Tracking Science: 2 New Innovations to Help Manage Diabetes
Thanks to some scientific innovation, people with diabetes have some natural options for managing the disease.
Here, two new things to know now:
Made to Measure
Staying active as we age has shown many health benefits, including for those with diabetes – almost 50 per cent of whom in Canada are over 65. And, when you consider that 90 per cent of all diabetes sufferers are over the age of 45, it’s time to take matters into our own hands. Getting your muscles moving, for example, helps the body better manage insulin. On the prevention front, findings out of India have shown that a brisk walk for 30 minutes daily can reduce the risk of the disease by one-third.

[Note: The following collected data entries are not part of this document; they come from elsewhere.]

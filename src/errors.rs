//! Typed error definitions for ai_rename.
//! Provides a small set of well-known failure modes for better logs and tests.

use std::path::PathBuf;
use thiserror::Error;

#[derive(Debug, Error)]
pub enum RenamerError {
    #[error("Source path not found: {0}")]
    SourceNotFound(PathBuf),

    #[error("Source path is not a regular file: {0}")]
    NotAFile(PathBuf),

    #[error("Permission denied on {path}: {context}")]
    PermissionDenied { path: PathBuf, context: String },

    #[error("Destination already exists: {0}")]
    DestinationExists(PathBuf),

    #[error("Suggester unavailable: {0}")]
    SuggesterUnavailable(String),

    #[error("Operation interrupted by user")]
    Interrupted,
}

impl RenamerError {
    /// Stable short code for structured log fields.
    pub fn code(&self) -> &'static str {
        match self {
            RenamerError::SourceNotFound(_) => "source_not_found",
            RenamerError::NotAFile(_) => "not_a_file",
            RenamerError::PermissionDenied { .. } => "permission_denied",
            RenamerError::DestinationExists(_) => "destination_exists",
            RenamerError::SuggesterUnavailable(_) => "suggester_unavailable",
            RenamerError::Interrupted => "interrupted",
        }
    }
}
//! Application orchestrator.
//! Loads/merges config, initializes logging, installs the signal handler,
//! plans the batch and prints or applies the resolved renames.

use anyhow::{bail, Result};
use tracing::{debug, error, info};

use ai_rename::config::xml::load_config;
use ai_rename::config::{default_config_path, ensure_default_config_exists, CONFIG_ENV};
use ai_rename::output as out;
use ai_rename::{apply_renames, plan_batch, shutdown, suggester_for};

use ai_rename::cli::Args;

use crate::logging::init_tracing;

/// Run the CLI application.
pub fn run(args: Args) -> Result<()> {
    // Handle --print-config before logging init
    if args.print_config {
        if let Ok(cfg_env) = std::env::var(CONFIG_ENV) {
            out::print_info(&format!("Using {CONFIG_ENV} (explicit):\n  {cfg_env}\n"));
            out::print_info(&format!("To override, unset {CONFIG_ENV} or set it to another file."));
            return Ok(());
        }
        match default_config_path() {
            Ok(p) => {
                out::print_info(&format!("Default ai_rename config path:\n  {}\n", p.display()));
                if p.exists() {
                    out::print_info("A config file already exists at that location.");
                } else {
                    out::print_info("No config file exists there yet. Run without --print-config to create a template.");
                }
            }
            Err(e) => {
                out::print_error(&format!("Could not determine a default config path: {e}"));
            }
        }
        return Ok(());
    }

    // Create template config if none exists (before logging init)
    if let Some(path) = ensure_default_config_exists() {
        out::print_success(&format!(
            "A template ai_rename config was written to: {}",
            path.display()
        ));
        out::print_info(
            "Edit the file to pick a `method` (and a `model_command` for method=model), then re-run this command.",
        );
        if args.files.is_empty() {
            return Ok(());
        }
    }

    // Build config from XML, then let CLI flags win.
    let mut cfg = load_config()?;
    args.apply_overrides(&mut cfg);

    let _guard = init_tracing(&cfg.log_level, cfg.log_file.as_deref(), args.json).map_err(|e| {
        out::print_error(&format!("Failed to initialize logging: {}", e));
        e
    })?;

    ctrlc::set_handler(|| {
        shutdown::request();
        out::print_warn("Received interrupt; finishing the current file then stopping...");
    })
    .expect("failed to install signal handler");

    if args.files.is_empty() {
        bail!("No files given. Pass one or more paths to get suggestions for.");
    }

    debug!("Starting ai_rename: {:?}", args);

    let suggester = suggester_for(&cfg);
    let batch = plan_batch(&args.files, suggester.as_ref());

    for plan in &batch.plans {
        out::print_suggestion(&plan.source, &plan.new_name);
    }
    for (path, err) in &batch.failures {
        error!(code = err.code(), path = %path.display(), "could not plan a rename");
        out::print_error(&format!("{}: {}", path.display(), err));
    }

    let mut failed = batch.failures.len();

    if args.rename {
        let outcomes = apply_renames(&cfg, batch.plans);
        let mut renamed = 0usize;
        for outcome in &outcomes {
            match &outcome.result {
                Ok(()) => {
                    if !outcome.plan.is_noop() && !cfg.dry_run {
                        renamed += 1;
                    }
                }
                Err(e) => {
                    failed += 1;
                    out::print_error(&format!(
                        "Failed to rename {}: {}",
                        outcome.plan.source.display(),
                        e
                    ));
                }
            }
        }
        info!(renamed, failed, total = outcomes.len(), "batch finished");
        if !cfg.dry_run {
            out::print_success(&format!("Renamed {renamed} of {} file(s).", outcomes.len()));
        }
    }

    if failed > 0 {
        bail!("{failed} file(s) could not be processed");
    }
    Ok(())
}
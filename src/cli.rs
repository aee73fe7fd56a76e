//! CLI definition and parsing.
//! Defines Args and provides parse() for command-line handling.
//!
//! Notes:
//! - --debug is a shorthand for --log-level debug.
//! - CLI flags override config values (which are loaded from XML if present).

use clap::{Parser, ValueHint};
use std::path::PathBuf;

use crate::config::{Config, LogLevel};
use crate::suggest::SuggestMethod;

/// CLI wrapper for the ai_rename library.
#[derive(Parser, Debug, Clone)]
#[command(
    author,
    version,
    about = "Suggest unique, content-derived filenames and optionally rename the files"
)]
pub struct Args {
    /// Files to process, in the order given.
    #[arg(value_name = "FILES", value_hint = ValueHint::FilePath)]
    pub files: Vec<PathBuf>,

    /// Suggestion method. One of: slugify, model.
    #[arg(short = 'm', long, help = "Suggestion method: slugify, model")]
    pub method: Option<String>,

    /// Rename files using the resolved suggestions instead of only printing them.
    #[arg(long, help = "Rename files using the resolved suggestions")]
    pub rename: bool,

    /// Override the model command (normally configured via XML).
    #[arg(
        long,
        value_name = "CMD",
        help = "Command run per file for --method model; the file path is appended"
    )]
    pub model_command: Option<String>,

    /// Dry-run: log actions but do not modify the filesystem.
    #[arg(long, help = "Show what would be renamed, but do not modify files")]
    pub dry_run: bool,

    /// Enable debug logging (equivalent to `--log-level debug`).
    #[arg(
        short = 'd',
        long,
        help = "Enable debug logging (shorthand for --log-level debug)"
    )]
    pub debug: bool,

    /// Set log level. One of: quiet, normal, info, debug.
    #[arg(long, help = "Set log level: quiet, normal, info, debug")]
    pub log_level: Option<String>,

    /// Print where ai_rename will look for the config file (or AI_RENAME_CONFIG if set), then exit.
    #[arg(long, help = "Print the config file location used by ai_rename and exit")]
    pub print_config: bool,

    /// Emit logs in structured JSON (includes timestamp, level, and structured fields).
    #[arg(long, help = "Emit logs in structured JSON")]
    pub json: bool,

    /// Accepted for compatibility with the old GUI launcher; this binary is CLI-only.
    #[arg(long, hide = true)]
    pub cli: bool,
}

impl Args {
    /// Effective log level derived from flags.
    /// Precedence: --debug > --log-level value > None (use config default).
    pub fn effective_log_level(&self) -> Option<LogLevel> {
        if self.debug {
            return Some(LogLevel::Debug);
        }
        self.log_level.as_deref().and_then(LogLevel::parse)
    }

    /// Apply CLI overrides to a loaded Config (in-place). No-ops for unset flags.
    pub fn apply_overrides(&self, cfg: &mut Config) {
        if let Some(m) = self.method.as_deref().and_then(SuggestMethod::parse) {
            cfg.method = m;
        }
        if let Some(cmd) = &self.model_command {
            cfg.model_command = Some(cmd.clone());
        }
        if let Some(level) = self.effective_log_level() {
            cfg.log_level = level;
        }
        if self.dry_run {
            cfg.dry_run = true;
        }
    }
}

pub fn parse() -> Args {
    Args::parse()
}
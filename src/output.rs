use owo_colors::OwoColorize;
use serde_json::json;
use std::path::Path;

/// Small wrapper around stdout/stderr printing to provide consistent, colored
/// user-facing messages. Colors are enabled only when output is a TTY.
fn is_tty() -> bool {
    atty::is(atty::Stream::Stdout)
}

pub fn print_info(msg: &str) {
    if is_tty() {
        println!("{} {}", "info:".cyan().bold(), msg);
    } else {
        println!("info: {}", msg);
    }
}

pub fn print_warn(msg: &str) {
    if is_tty() {
        eprintln!("{} {}", "warn:".yellow().bold(), msg);
    } else {
        eprintln!("warn: {}", msg);
    }
}

pub fn print_error(msg: &str) {
    if is_tty() {
        eprintln!("{} {}", "error:".red().bold(), msg);
    } else {
        eprintln!("error: {}", msg);
    }
}

pub fn print_success(msg: &str) {
    if is_tty() {
        println!("{} {}", "ok:".green().bold(), msg);
    } else {
        println!("ok: {}", msg);
    }
}

/// Print one suggestion as a JSON object on its own line. This is the
/// primary scriptable output of the CLI, so it goes to stdout unprefixed
/// and uncolored.
pub fn print_suggestion(file: &Path, suggested: &str) {
    let line = json!({
        "file": file.display().to_string(),
        "suggested": suggested,
    });
    println!("{}", line);
}
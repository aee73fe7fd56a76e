use ai_rename::suggest::{SlugSuggester, Suggester};
use std::fs;
use tempfile::tempdir;

#[test]
fn text_file_slugs_from_leading_content() {
    let td = tempdir().unwrap();
    let f = td.path().join("untitled.txt");
    fs::write(&f, "Annual Performance Review 2024\n\nlots of body text").unwrap();

    let suggester = SlugSuggester::new(6, 2048);
    let stem = suggester.suggest(&f).unwrap();
    assert_eq!(stem, "annual-performance-review-2024-lots-of");
}

#[test]
fn read_budget_limits_how_far_we_look() {
    let td = tempdir().unwrap();
    let f = td.path().join("big.txt");
    let content = format!("{}interesting words at the end", "x".repeat(64));
    fs::write(&f, content).unwrap();

    // budget covers only the x-run, which is one giant word
    let suggester = SlugSuggester::new(6, 32);
    let stem = suggester.suggest(&f).unwrap();
    assert_eq!(stem, "x".repeat(32));
}

#[test]
fn non_utf8_bytes_do_not_break_the_slug() {
    let td = tempdir().unwrap();
    let f = td.path().join("mixed.txt");
    let mut bytes = b"Backup Log ".to_vec();
    bytes.extend([0xff, 0xfe, 0xc3]);
    bytes.extend(b" continued");
    fs::write(&f, bytes).unwrap();

    let suggester = SlugSuggester::new(6, 2048);
    let stem = suggester.suggest(&f).unwrap();
    assert!(stem.starts_with("backup-log"));
}

#[test]
fn pdf_gets_ascii_scraped() {
    let td = tempdir().unwrap();
    let f = td.path().join("doc.pdf");
    let mut bytes = b"%PDF-1.4\x00\x01\x02".to_vec();
    bytes.extend(b"Invoice March");
    bytes.extend([0x80, 0x81]);
    fs::write(&f, bytes).unwrap();

    let suggester = SlugSuggester::new(6, 2048);
    let stem = suggester.suggest(&f).unwrap();
    assert!(stem.contains("invoice-march"), "got: {stem}");
}

#[test]
fn missing_file_is_a_typed_error() {
    let td = tempdir().unwrap();
    let suggester = SlugSuggester::new(6, 2048);
    let err = suggester.suggest(&td.path().join("nope.txt")).unwrap_err();
    assert_eq!(err.code(), "source_not_found");
}
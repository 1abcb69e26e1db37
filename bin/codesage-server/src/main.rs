//! codesage-server – entry point.
//!
//! `serve` (the default) startup order:
//! 1. Parse configuration from environment variables.
//! 2. Initialise structured tracing (JSON in production, pretty in dev).
//! 3. Build the Gemini client and the CodeSage service.
//! 4. Build the Axum router and start the HTTP server with graceful shutdown.
//!
//! `chat` runs the terminal client against an already running server.

mod chat;
mod config;
mod error;
mod middleware;
mod pages;
mod routes;
mod schemas;
mod state;

use std::net::SocketAddr;
use std::sync::Arc;
use std::time::Duration;

use clap::{Parser, Subcommand};
use codesage_core::{CodeSageService, GeminiClient};
use tracing::{info, warn};

use crate::config::Config;
use crate::state::AppState;

#[derive(Debug, Parser)]
#[command(name = "codesage-server", version, about = "CodeSage debugging assistant")]
struct Cli {
    #[command(subcommand)]
    command: Option<Command>,
}

#[derive(Debug, Subcommand)]
enum Command {
    /// Serve the chat page and the `/codesage` API.
    Serve,
    /// Chat with a running server from the terminal.
    Chat {
        /// Server root URL.
        #[arg(long, default_value = "http://127.0.0.1:3000")]
        server: String,
        /// Per-request timeout in seconds.
        #[arg(long, default_value_t = 30)]
        timeout_secs: u64,
    },
}

#[tokio::main]
async fn main() -> anyhow::Result<()> {
    let cli = Cli::parse();

    // ── 1. Configuration ───────────────────────────────────────────────────────
    let cfg = Config::from_env();

    // ── 2. Tracing ─────────────────────────────────────────────────────────────
    init_tracing(&cfg);

    match cli.command.unwrap_or(Command::Serve) {
        Command::Serve => serve(cfg).await,
        Command::Chat { server, timeout_secs } => {
            chat::run(&server, Duration::from_secs(timeout_secs)).await
        }
    }
}

fn init_tracing(cfg: &Config) {
    // Warn loudly if the configured value is not a valid filter expression.
    let env_filter = match tracing_subscriber::EnvFilter::try_from_default_env() {
        Ok(f) => f,
        Err(_) => match cfg.log_level.parse::<tracing_subscriber::EnvFilter>() {
            Ok(f) => f,
            Err(e) => {
                eprintln!(
                    "WARN: CODESAGE_LOG='{}' is not a valid tracing filter ({}); \
                     falling back to 'info'",
                    cfg.log_level, e
                );
                tracing_subscriber::EnvFilter::new("info")
            }
        },
    };

    let subscriber = tracing_subscriber::fmt()
        .with_env_filter(env_filter)
        .with_target(true)
        .with_thread_ids(true);

    if cfg.log_json {
        subscriber.json().init();
    } else {
        subscriber.init();
    }
}

async fn serve(cfg: Config) -> anyhow::Result<()> {
    info!(version = env!("CARGO_PKG_VERSION"), "codesage-server starting");

    // ── 3. Gemini client + service ─────────────────────────────────────────────
    if cfg.gemini_api_key.is_empty() {
        warn!("GEMINI_API_KEY is not set; generation requests will fail");
    }
    let client = GeminiClient::new(cfg.gemini_settings())?;
    info!(model = client.model(), timeout_secs = cfg.upstream_timeout_secs, "Gemini client ready");
    let service = CodeSageService::new(client, cfg.generation_config()?);

    let addr: SocketAddr = cfg.bind_address.parse()?;
    let state = Arc::new(AppState::new(cfg, service)?);

    // ── 4. HTTP server with graceful shutdown ──────────────────────────────────
    let app = routes::build(state);
    let listener = tokio::net::TcpListener::bind(addr).await?;
    info!(%addr, "HTTP server listening");

    axum::serve(listener, app)
        .with_graceful_shutdown(shutdown_signal())
        .await?;

    info!("codesage-server stopped");
    Ok(())
}

/// Returns a future that resolves when SIGINT (Ctrl-C) or SIGTERM is received.
async fn shutdown_signal() {
    let ctrl_c = async {
        if let Err(e) = tokio::signal::ctrl_c().await {
            warn!(error = %e, "failed to install CTRL+C signal handler");
        }
    };

    #[cfg(unix)]
    let terminate = async {
        use tokio::signal::unix::{signal, SignalKind};
        match signal(SignalKind::terminate()) {
            Ok(mut s) => {
                s.recv().await;
            }
            Err(e) => warn!(error = %e, "failed to install SIGTERM handler"),
        }
    };

    #[cfg(not(unix))]
    let terminate = std::future::pending::<()>();

    tokio::select! {
        _ = ctrl_c => {}
        _ = terminate => {}
    }

    info!("shutdown signal received; starting graceful shutdown");
}
use tower_http::cors::{Any, CorsLayer};

use crate::config::Config;

/// CORS layer from `CODESAGE_CORS_ORIGINS`.
///
/// Unset, or a list with no parseable origin, allows any origin.
pub fn cors_layer(config: &Config) -> CorsLayer {
    let origins: Vec<axum::http::HeaderValue> = config
        .cors_allowed_origins
        .as_deref()
        .unwrap_or_default()
        .split(',')
        .filter_map(|s| s.trim().parse().ok())
        .collect();

    let cors = CorsLayer::new().allow_headers(Any).allow_methods(Any);
    if origins.is_empty() {
        cors.allow_origin(Any)
    } else {
        cors.allow_origin(origins)
    }
}
//! Where the session controller gets its text from.

use std::future::Future;
use std::time::Duration;

use reqwest::{Client, StatusCode, Url};
use serde::{Deserialize, Serialize};
use tracing::debug;

use crate::error::PipelineError;

/// Produces assistant text for a validated user prompt.
///
/// `Ok(None)` is a successful call that yielded no usable text.
pub trait Backend: Send + Sync + 'static {
    fn generate(
        &self,
        prompt: &str,
    ) -> impl Future<Output = Result<Option<String>, PipelineError>> + Send;
}

#[derive(Serialize)]
struct GenerateBody<'a> {
    prompt: &'a str,
}

#[derive(Deserialize)]
struct GenerateReply {
    #[serde(default)]
    response: Option<String>,
}

#[derive(Deserialize, Default)]
struct ErrorReply {
    #[serde(default)]
    error: Option<String>,
    #[serde(default)]
    details: Option<String>,
}

/// Talks to `POST /codesage/generate` on a running `codesage-server`.
#[derive(Debug, Clone)]
pub struct HttpBackend {
    client: Client,
    endpoint: Url,
    timeout: Duration,
}

impl HttpBackend {
    /// `server_url` is the server root, e.g. `http://127.0.0.1:3000`.
    pub fn new(server_url: &str, timeout: Duration) -> Result<Self, PipelineError> {
        let raw = format!("{}/codesage/generate", server_url.trim_end_matches('/'));
        let endpoint = Url::parse(&raw)
            .map_err(|e| PipelineError::InvalidConfig(format!("invalid server URL '{raw}': {e}")))?;
        let client = Client::builder()
            .timeout(timeout)
            .build()
            .map_err(|e| PipelineError::InvalidConfig(format!("failed to build HTTP client: {e}")))?;
        Ok(Self {
            client,
            endpoint,
            timeout,
        })
    }

    pub fn endpoint(&self) -> &Url {
        &self.endpoint
    }

    fn map_transport_error(&self, e: reqwest::Error) -> PipelineError {
        if e.is_timeout() {
            PipelineError::Timeout(self.timeout)
        } else {
            PipelineError::Network(e.to_string())
        }
    }
}

impl Backend for HttpBackend {
    async fn generate(&self, prompt: &str) -> Result<Option<String>, PipelineError> {
        debug!(endpoint = %self.endpoint, "posting prompt to CodeSage server");
        let response = self
            .client
            .post(self.endpoint.clone())
            .json(&GenerateBody { prompt })
            .send()
            .await
            .map_err(|e| self.map_transport_error(e))?;

        let status = response.status();
        let body = response
            .bytes()
            .await
            .map_err(|e| self.map_transport_error(e))?;

        if status.is_success() {
            // A body without `response` is the same as an empty reply.
            let reply: Option<GenerateReply> = serde_json::from_slice(&body).ok();
            return Ok(reply
                .and_then(|r| r.response)
                .filter(|text| !text.is_empty()));
        }

        let reply: ErrorReply = serde_json::from_slice(&body).unwrap_or_default();
        Err(classify_failure(status, reply))
    }
}

fn classify_failure(status: StatusCode, reply: ErrorReply) -> PipelineError {
    let details = reply.details.unwrap_or_default();
    if status == StatusCode::UNPROCESSABLE_ENTITY || status == StatusCode::BAD_REQUEST {
        let message = if details.is_empty() {
            reply.error.unwrap_or_else(|| "invalid prompt".to_owned())
        } else {
            details
        };
        return PipelineError::InvalidInput(message);
    }
    PipelineError::UpstreamFailure {
        message: reply
            .error
            .unwrap_or_else(|| format!("server responded with status {}", status.as_u16())),
        details,
    }
}

// ── Tests ──────────────────────────────────────────────────────────────────────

Plus, researchers from New York State’s Binghamton University are working on a glucose monitor that can be worn while working out. Unlike more unwieldy conventional blood glucose monitors, the Binghamton sensor is worn like a Band-Aid and measures glucose levels in the users’ sweat. Because you are monitoring your levels while working out, it could help prevent exercise-induced hypoglycemia – a condition that occurs when the sugar levels in your blood are too low. Symptoms can include dizziness, blurred vision, headache and loss of co-ordination, anxiety, irritability and heart palpitations.
Seal of Approval
Also important for diabetes management is diet and a new omega-3 supplement is targeting the disease’s most common side effect: diabetic neuropathy. More than half of people with Type 1 or Type 2 will experience neuropathy, or nerve damage, that results from prolonged high blood sugar. Most common in the feet and hands, the condition can cause ghost sensations, pain and impaired motor function at its worst.